For the first time since 2014, and the last time until 2087, Easter Sunday will fall on April 20. The 20th will also mark the last day of Passover, Chinese Language Day, International Cannabis Day and the 136th anniversary of the birth of Adolf Hitler. There’s a lot going on.

This article originally appeared on TruthDig.

But of all the observances and events that will take place, only one has the potential to alter the course of American democracy. April 20 is the deadline Defense Secretary Pete Hegseth and Homeland Security Agency head Kristi Noem have for submitting a joint report to President Donald Trump about conditions at the southern border, along with their recommendations for invoking the Insurrection Act of 1807 and the National Emergencies Act of 1976.

Hegseth and Noem were given this task by a presidential proclamation declaring a state of emergency at the border, and an accompanying executive order (EO No. 14159) that Trump issued on Jan. 20. The edicts gave the department leaders 90 days to reach their conclusions. Both are based on the theory that the U.S. faces an invasion of undocumented migrants on its southern flank, and are part of a larger set of 51 executive orders, 12 memorandums and four proclamations Trump promulgated on the first day of his second term.

There are some fine distinctions between EOs, presidential memoranda and proclamations — principally, that EOs are directed specifically at federal agencies and must be published in the Federal Register while the others need not be — but the order and the emergency proclamation work as a package and must be read in tandem. EO 14159 is entitled “Protecting the American People Against Invasion.” It begins, in the histrionic fashion of the 47th president, blaming Joe Biden for the breakdown of our immigration system, declaring,

Over the last 4 years, the prior administration invited, administered, and oversaw an unprecedented flood of illegal immigration into the United States. Millions of illegal aliens crossed our borders or were permitted to fly directly into the United States on commercial flights and allowed to settle in American communities, in violation of longstanding Federal laws.

Many of these aliens unlawfully within the United States present significant threats to national security and public safety, committing vile and heinous acts against innocent Americans. Others are engaged in hostile activities, including espionage, economic espionage, and preparations for terror-related activities. Many have abused the generosity of the American people, and their presence in the United States has cost taxpayers billions of dollars at the Federal, State, and local levels.
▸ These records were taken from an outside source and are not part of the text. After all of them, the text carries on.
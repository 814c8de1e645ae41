//! RIPQ with a sectioned DRAM tier in front of it (spec §4.10).
//!
//! Grounded on `original_source/src/ripq_shield.cpp` and, for the
//! section-cascade shape, [`crate::ram_shield`]'s DRAM/flash split. DRAM is
//! itself split into `num_dsections` ordered queues (0 = hottest); a hit
//! promotes an item one DRAM section toward 0, a miss admits at the
//! coldest DRAM section, and overflow out of the coldest DRAM section
//! cascades into the [`crate::ripq::Ripq`] flash tier.

use crate::collections::{HashMap, Vec};
use crate::config::RipqShieldConfig;
use crate::error::PolicyError;
use crate::list::IdList;
use crate::policy::{Outcome, Policy};
use crate::request::Request;
use crate::ripq::Ripq;
use crate::stats::Stats;

#[derive(Debug, Clone, Copy)]
struct DramItem {
    size: u64,
    section: usize,
}

/// DRAM-shielded RIPQ.
#[derive(Debug)]
pub struct RipqShield {
    config: RipqShieldConfig,
    dram_items: HashMap<u32, DramItem>,
    dram_sections: Vec<IdList>,
    dram_section_bytes: Vec<u64>,
    flash: Ripq,
    dram_bytes: u64,
    stats: Stats,
}

impl RipqShield {
    /// Builds an empty RIPQ-Shield cache.
    pub fn new(config: RipqShieldConfig) -> Self {
        let n = config.num_dsections as usize;
        let mut flash = Ripq::new(config.flash);
        flash.enable_reclaim_on_evict();
        Self {
            flash,
            config,
            dram_items: HashMap::default(),
            dram_sections: (0..n).map(|_| IdList::new()).collect(),
            dram_section_bytes: crate::collections::vec![0; n],
            dram_bytes: 0,
            stats: Stats::new(),
        }
    }

    /// Items a flash tail-block eviction would otherwise have dropped
    /// (spec §4.10's second-chance rule) come back here instead; give them
    /// a fresh life in the hottest DRAM section.
    fn drain_flash_reclaims(&mut self) {
        let reclaims = self.flash.take_reclaims();
        for (kid, size) in reclaims {
            self.admit_dram(kid, size, 0);
        }
    }

    fn admit_dram(&mut self, kid: u32, size: u64, mut section: usize) {
        loop {
            let cap = self.config.dsection_size();
            let mut overflow = Vec::new();
            while self.dram_section_bytes[section] + size > cap {
                let Some(victim) = self.dram_sections[section].pop_back() else {
                    break;
                };
                let vitem = self.dram_items.remove(&victim).expect("section/index desync");
                self.dram_section_bytes[section] -= vitem.size;
                self.dram_bytes -= vitem.size;
                overflow.push((victim, vitem.size));
            }

            self.dram_sections[section].push_front(kid);
            self.dram_section_bytes[section] += size;
            self.dram_items.insert(kid, DramItem { size, section });
            self.dram_bytes += size;

            if section + 1 < self.dram_sections.len() {
                for (vk, vsize) in overflow {
                    self.admit_dram_overflow(vk, vsize, section + 1);
                }
                return;
            }
            for (vk, vsize) in overflow {
                let _ = self.flash.process_request(
                    &Request::new(0.0, 0, 0, 0, vsize as u32, vk),
                    true,
                );
                self.drain_flash_reclaims();
                self.stats.record_flash_write(vsize);
            }
            return;
        }
    }

    fn admit_dram_overflow(&mut self, kid: u32, size: u64, section: usize) {
        self.admit_dram(kid, size, section);
    }

    /// Promotes a DRAM hit one section toward 0, except a hit in section 0
    /// itself promotes *into flash* at its coldest section instead of
    /// being re-admitted to DRAM section 0 as a no-op
    /// (`original_source/src/ripq_shield.cpp::proc()`: `if (ds->id == 0)
    /// add(r, num_sections - 1); else dram_add(r, ds->id - 1);`).
    fn promote(&mut self, kid: u32) {
        let item = *self.dram_items.get(&kid).expect("checked by caller");
        self.dram_sections[item.section].remove(kid);
        self.dram_section_bytes[item.section] -= item.size;
        self.dram_bytes -= item.size;

        if item.section == 0 {
            let _ = self.flash.process_request(
                &Request::new(0.0, 0, 0, 0, item.size as u32, kid),
                true,
            );
            self.drain_flash_reclaims();
            self.stats.record_flash_write(item.size);
            return;
        }

        let target = item.section - 1;
        self.admit_dram(kid, item.size, target);
    }
}

impl Policy for RipqShield {
    fn process_request(&mut self, req: &Request, warmup: bool) -> Result<Outcome, PolicyError> {
        let size = req.size();
        if size > self.config.dsection_size() * self.config.num_dsections as u64 {
            return Err(PolicyError::RequestTooLarge {
                kid: req.kid,
                size,
                limit: self.config.dram_size,
            });
        }

        if let Some(item) = self.dram_items.get(&req.kid).copied() {
            if item.size == size {
                self.promote(req.kid);
                if !warmup {
                    self.stats.record_hit(Some(true));
                }
                self.stats.bytes_cached = self.bytes_cached();
                return Ok(Outcome::hit());
            }
            self.dram_sections[item.section].remove(req.kid);
            self.dram_section_bytes[item.section] -= item.size;
            self.dram_bytes -= item.size;
            self.dram_items.remove(&req.kid);
        }

        // Flash hits promote within RIPQ but still count as a flash-tier
        // hit here rather than lifting the item into DRAM; DRAM residency
        // is earned only via a fresh admission cascade.
        let flash_outcome = self.flash.process_request(req, true)?;
        self.drain_flash_reclaims();
        if flash_outcome.is_hit() {
            if !warmup {
                self.stats.record_hit(Some(false));
            }
            self.stats.bytes_cached = self.bytes_cached();
            return Ok(Outcome::hit());
        }

        let coldest = self.dram_sections.len() - 1;
        self.admit_dram(req.kid, size, coldest);
        self.stats.bytes_cached = self.bytes_cached();
        if !warmup {
            self.stats.record_miss();
        }
        Ok(Outcome::Miss)
    }

    fn bytes_cached(&self) -> u64 {
        self.dram_bytes + self.flash.bytes_cached()
    }

    fn name(&self) -> &'static str {
        "ripq_shield"
    }

    fn stats(&self) -> &Stats {
        &self.stats
    }
}

#[cfg(test)]
mod tests {
    use super::*;
    use crate::config::RipqConfig;

    fn req(kid: u32, size: u32) -> Request {
        Request::new(0.0, 0, 0, 0, size, kid)
    }

    fn config() -> RipqShieldConfig {
        let mut flash = RipqConfig::new(24, 3);
        flash.block_size = 4;
        RipqShieldConfig { flash, dram_size: 8, num_dsections: 2 }
    }

    #[test]
    fn e6_dram_overflow_cascades_into_flash_tier() {
        let mut c = RipqShield::new(config());
        for kid in 0..10u32 {
            c.process_request(&req(kid, 1), false).unwrap();
        }
        assert!(c.dram_bytes <= c.config.dram_size);
    }

    #[test]
    fn hit_promotes_within_dram_sections() {
        let mut c = RipqShield::new(config());
        c.process_request(&req(1, 1), false).unwrap();
        let before = c.dram_items[&1].section;
        c.process_request(&req(1, 1), false).unwrap();
        let after = c.dram_items[&1].section;
        assert!(after <= before);
    }

    #[test]
    fn total_bytes_never_exceed_dram_plus_flash() {
        let mut c = RipqShield::new(config());
        for kid in 0..60u32 {
            c.process_request(&req(kid, 1), false).unwrap();
            assert!(c.bytes_cached() <= 8 + 24);
        }
    }
}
To combat the invasion, the EO calls for the formation of joint interagency task forces to expand the use of expedited removal (deportations without hearings) of the undocumented, deny federal funding to “sanctuary” jurisdictions, impose criminal and civil penalties on undocumented persons who fail to register with the federal government, and to devise a plan to carry out such measures within 90 days.

The EO does not specifically mention the Insurrection and National Emergency acts, but the proclamation cites both statutes as sources of presidential power. In addition to the 90-day reporting deadline, the proclamation authorizes the Defense Department to complete construction of the border wall, and to deploy the Armed Forces and National Guard to assist Homeland Security to obtain “operational control” of the border.

Although the proclamation and order seem limited on their face to the immediate southern border, legally they apply to a much broader geographical area. Even without the new initiatives, federal law gives U.S. Customs and Border Patrol the power to conduct searches and make arrests within an “expanded border zone” that extends 100 miles from any external international boundary. According to the ACLU, some 200 million people live within the expanded zone, including everyone residing in New York City, Los Angeles, Chicago and the entire state of Florida. In the interior of the country as well as in the expanded zone, Immigration and Customs Enforcement (ICE) wields the power of arrest.

There have been other periods of immigrant scapegoating and persecution in U.S. history, but this is the first time that immigration enforcement has been officially linked by presidential decrees to the Insurrection Act.

Originally adopted in 1792 as the “Calling Forth Act,” the Insurrection Act on the books today authorizes the president to deploy the Army and deputize the National Guard to suppress insurrections, rebellions, instances of civil disorder and unlawful “combinations or assemblages” that obstruct the authority of the United States or the ability of any state to enforce the law.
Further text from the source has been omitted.